Line tally for "InvalidColor": state how many lines of the entries include it, with no other text.

═════ Task inputs

//! Persisted highlight records
//!
//! Two record shapes share the storage layer: quote-level highlights (an
//! anchor with structural and quote halves) and word-level highlights (a
//! single looked-up word). Each collection holds one shape, selected by an
//! explicit `kind` field so decoding and validation stay exhaustive.

use chrono::Utc;
use serde::{Deserialize, Serialize};
use serde_json::Value;
use thiserror::Error;
use uuid::Uuid;

use crate::anchor::{RangeAnchor, StructuralPath, TextAnchor, TextQuote};

/// Predefined highlight colors
pub const HIGHLIGHT_COLORS: [&str; 8] = [
    "#FFF59D", // Yellow
    "#FFCCBC", // Orange
    "#C8E6C9", // Green
    "#BBDEFB", // Blue
    "#E1BEE7", // Purple
    "#FFCDD2", // Red
    "#B2EBF2", // Cyan
    "#D1C4E9", // Indigo
];

pub const DEFAULT_HIGHLIGHT_COLOR: &str = "#FFF59D";

/// Whether `value` is a `#RRGGBB` color
pub fn is_hex_color(value: &str) -> bool {
    value
        .strip_prefix('#')
        .map(|hex| hex.len() == 6 && hex.chars().all(|c| c.is_ascii_hexdigit()))
        .unwrap_or(false)
}

/// Record shapes, one per storage collection
#[derive(Debug, Clone, Copy, PartialEq, Eq, Hash, Serialize, Deserialize)]
#[serde(rename_all = "lowercase")]
pub enum HighlightKind {
    /// Quote-level highlight of an arbitrary selection
    Sentence,
    /// Word-level highlight of a dictionary lookup
    Word,
}

impl HighlightKind {
    pub fn as_str(self) -> &'static str {
        match self {
            HighlightKind::Sentence => "sentence",
            HighlightKind::Word => "word",
        }
    }

    /// Key of the collection in the key-value substrate
    pub fn storage_key(self) -> &'static str {
        match self {
            HighlightKind::Sentence => "local:sentence_highlights",
            HighlightKind::Word => "local:highlight_words",
        }
    }

    /// Generate a fresh record id
    pub fn generate_id(self) -> String {
        let prefix = match self {
            HighlightKind::Sentence => "sentence_highlight",
            HighlightKind::Word => "highlight",
        };
        format!("{}_{}", prefix, Uuid::new_v4().simple())
    }
}

/// Validation failures for stored or incoming records
#[derive(Debug, Clone, Error, PartialEq, Eq)]
pub enum ValidationError {
    #[error("Malformed record: {0}")]
    Malformed(String),

    #[error("Field must not be empty: {0}")]
    EmptyField(&'static str),

    #[error("Record of kind '{found}' does not belong in the '{expected}' collection")]
    KindMismatch {
        expected: &'static str,
        found: &'static str,
    },

    #[error("Word highlight length must be positive")]
    ZeroLength,

    #[error("Color must be #RRGGBB, got '{0}'")]
    InvalidColor(String),

    #[error("{field} is {length} characters, longer than the {max} character context window")]
    ContextTooLong {
        field: &'static str,
        length: usize,
        max: usize,
    },
}

/// A quote-level highlight
#[derive(Debug, Clone, PartialEq, Eq, Serialize, Deserialize)]
#[serde(rename_all = "camelCase")]
pub struct QuoteHighlight {
    pub id: String,
    /// Document the highlight belongs to
    pub url: String,
    /// Document title at creation time
    pub title: String,
    /// Creation time, milliseconds since the Unix epoch
    pub timestamp: i64,
    #[serde(rename = "startXPath")]
    pub start_xpath: String,
    #[serde(rename = "endXPath")]
    pub end_xpath: String,
    pub start_offset: usize,
    pub end_offset: usize,
    pub exact: String,
    pub prefix: String,
    pub suffix: String,
    #[serde(default, skip_serializing_if = "Option::is_none")]
    pub color: Option<String>,
    #[serde(default, skip_serializing_if = "Option::is_none")]
    pub note: Option<String>,
}

impl QuoteHighlight {
    /// Build a new record from a serialized anchor
    pub fn new(url: &str, title: &str, anchor: &TextAnchor) -> Self {
        Self {
            id: HighlightKind::Sentence.generate_id(),
            url: url.to_string(),
            title: title.to_string(),
            timestamp: Utc::now().timestamp_millis(),
            start_xpath: anchor.range.start_path.to_string(),
            end_xpath: anchor.range.end_path.to_string(),
            start_offset: anchor.range.start_offset,
            end_offset: anchor.range.end_offset,
            exact: anchor.quote.exact.clone(),
            prefix: anchor.quote.prefix.clone(),
            suffix: anchor.quote.suffix.clone(),
            color: None,
            note: None,
        }
    }

    pub fn with_color(mut self, color: &str) -> Self {
        self.color = Some(color.to_string());
        self
    }

    pub fn with_note(mut self, note: &str) -> Self {
        self.note = Some(note.to_string());
        self
    }

    /// The anchor described by this record.
    ///
    /// Unparseable paths become empty paths, which never decode, so
    /// resolution falls through to the quote search.
    pub fn anchor(&self) -> TextAnchor {
        TextAnchor {
            range: RangeAnchor {
                start_path: self.start_xpath.parse().unwrap_or_else(|e| {
                    tracing::debug!("Ignoring start path '{}': {}", self.start_xpath, e);
                    StructuralPath::default()
                }),
                end_path: self.end_xpath.parse().unwrap_or_else(|e| {
                    tracing::debug!("Ignoring end path '{}': {}", self.end_xpath, e);
                    StructuralPath::default()
                }),
                start_offset: self.start_offset,
                end_offset: self.end_offset,
            },
            quote: TextQuote {
                exact: self.exact.clone(),
                prefix: self.prefix.clone(),
                suffix: self.suffix.clone(),
            },
        }
    }

    /// Display color, falling back to the default palette entry
    pub fn color_or_default(&self) -> &str {
        self.color.as_deref().unwrap_or(DEFAULT_HIGHLIGHT_COLOR)
    }
}

/// Cached dictionary metadata for a word
#[derive(Debug, Clone, PartialEq, Eq, Serialize, Deserialize)]
pub struct WordData {
    pub word: String,
    pub pronunciation: String,
    pub meaning: String,
}

/// A word-level highlight
#[derive(Debug, Clone, PartialEq, Eq, Serialize, Deserialize)]
#[serde(rename_all = "camelCase")]
pub struct WordHighlight {
    pub id: String,
    pub word: String,
    pub url: String,
    /// Creation time, milliseconds since the Unix epoch
    pub timestamp: i64,
    /// Text surrounding the word, used for display and relocation
    pub text_content: String,
    /// Structural path of the element containing the word
    pub xpath: String,
    /// Offset of the word inside its text node
    pub offset: usize,
    /// Length of the word in characters
    pub length: usize,
    #[serde(default, skip_serializing_if = "Option::is_none")]
    pub word_data: Option<WordData>,
}

/// Borrowed deduplication key; equal keys in one document mean one record
#[derive(Debug, Clone, Copy, PartialEq, Eq, Hash)]
pub enum DedupKey<'a> {
    Sentence {
        url: &'a str,
        start_xpath: &'a str,
        start_offset: usize,
        exact: &'a str,
        prefix: &'a str,
        suffix: &'a str,
    },
    Word {
        url: &'a str,
        xpath: &'a str,
        offset: usize,
        word: &'a str,
    },
}

/// Any persisted highlight
#[derive(Debug, Clone, PartialEq, Eq, Serialize, Deserialize)]
#[serde(tag = "kind", rename_all = "lowercase")]
pub enum HighlightRecord {
    Sentence(QuoteHighlight),
    Word(WordHighlight),
}

impl HighlightRecord {
    pub fn kind(&self) -> HighlightKind {
        match self {
            HighlightRecord::Sentence(_) => HighlightKind::Sentence,
            HighlightRecord::Word(_) => HighlightKind::Word,
        }
    }

    pub fn id(&self) -> &str {
        match self {
            HighlightRecord::Sentence(quote) => &quote.id,
            HighlightRecord::Word(word) => &word.id,
        }
    }

    pub fn url(&self) -> &str {
        match self {
            HighlightRecord::Sentence(quote) => &quote.url,
            HighlightRecord::Word(word) => &word.url,
        }
    }

    pub fn as_sentence(&self) -> Option<&QuoteHighlight> {
        match self {
            HighlightRecord::Sentence(quote) => Some(quote),
            HighlightRecord::Word(_) => None,
        }
    }

    pub fn as_word(&self) -> Option<&WordHighlight> {
        match self {
            HighlightRecord::Word(word) => Some(word),
            HighlightRecord::Sentence(_) => None,
        }
    }

    pub fn dedup_key(&self) -> DedupKey<'_> {
        match self {
            HighlightRecord::Sentence(quote) => DedupKey::Sentence {
                url: &quote.url,
                start_xpath: &quote.start_xpath,
                start_offset: quote.start_offset,
                exact: &quote.exact,
                prefix: &quote.prefix,
                suffix: &quote.suffix,
            },
            HighlightRecord::Word(word) => DedupKey::Word {
                url: &word.url,
                xpath: &word.xpath,
                offset: word.offset,
                word: &word.word,
            },
        }
    }

    /// Check the semantic invariants serde cannot express
    pub fn validate(&self) -> Result<(), ValidationError> {
        if self.id().is_empty() {
            return Err(ValidationError::EmptyField("id"));
        }
        if self.url().is_empty() {
            return Err(ValidationError::EmptyField("url"));
        }
        match self {
            HighlightRecord::Sentence(quote) => {
                if quote.exact.is_empty() {
                    return Err(ValidationError::EmptyField("exact"));
                }
                if let Some(color) = quote.color.as_deref().filter(|color| !is_hex_color(color)) {
                    return Err(ValidationError::InvalidColor(color.to_string()));
                }
            }
            HighlightRecord::Word(word) => {
                if word.word.trim().is_empty() {
                    return Err(ValidationError::EmptyField("word"));
                }
                if word.length == 0 {
                    return Err(ValidationError::ZeroLength);
                }
            }
        }
        Ok(())
    }

    /// Reject quote context longer than `max` characters on either side
    pub fn check_context(&self, max: usize) -> Result<(), ValidationError> {
        let HighlightRecord::Sentence(quote) = self else {
            return Ok(());
        };
        for (field, context) in [("prefix", &quote.prefix), ("suffix", &quote.suffix)] {
            let length = context.chars().count();
            if length > max {
                return Err(ValidationError::ContextTooLong { field, length, max });
            }
        }
        Ok(())
    }

    /// Decode and validate a raw JSON record for the `expected` collection.
    ///
    /// Records written without a `kind` field are read as the collection's
    /// kind.
    pub fn from_value(value: &Value, expected: HighlightKind) -> Result<Self, ValidationError> {
        let mut value = value.clone();
        let Some(object) = value.as_object_mut() else {
            return Err(ValidationError::Malformed("record is not an object".to_string()));
        };
        object
            .entry("kind")
            .or_insert_with(|| Value::String(expected.as_str().to_string()));

        let record: HighlightRecord = serde_json::from_value(value)
            .map_err(|e| ValidationError::Malformed(e.to_string()))?;
        if record.kind() != expected {
            return Err(ValidationError::KindMismatch {
                expected: expected.as_str(),
                found: record.kind().as_str(),
            });
        }
        record.validate()?;
        Ok(record)
    }

    /// Encode as a JSON object including the `kind` tag
    pub fn to_value(&self) -> Result<Value, serde_json::Error> {
        serde_json::to_value(self)
    }
}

══════════

# Written answer
2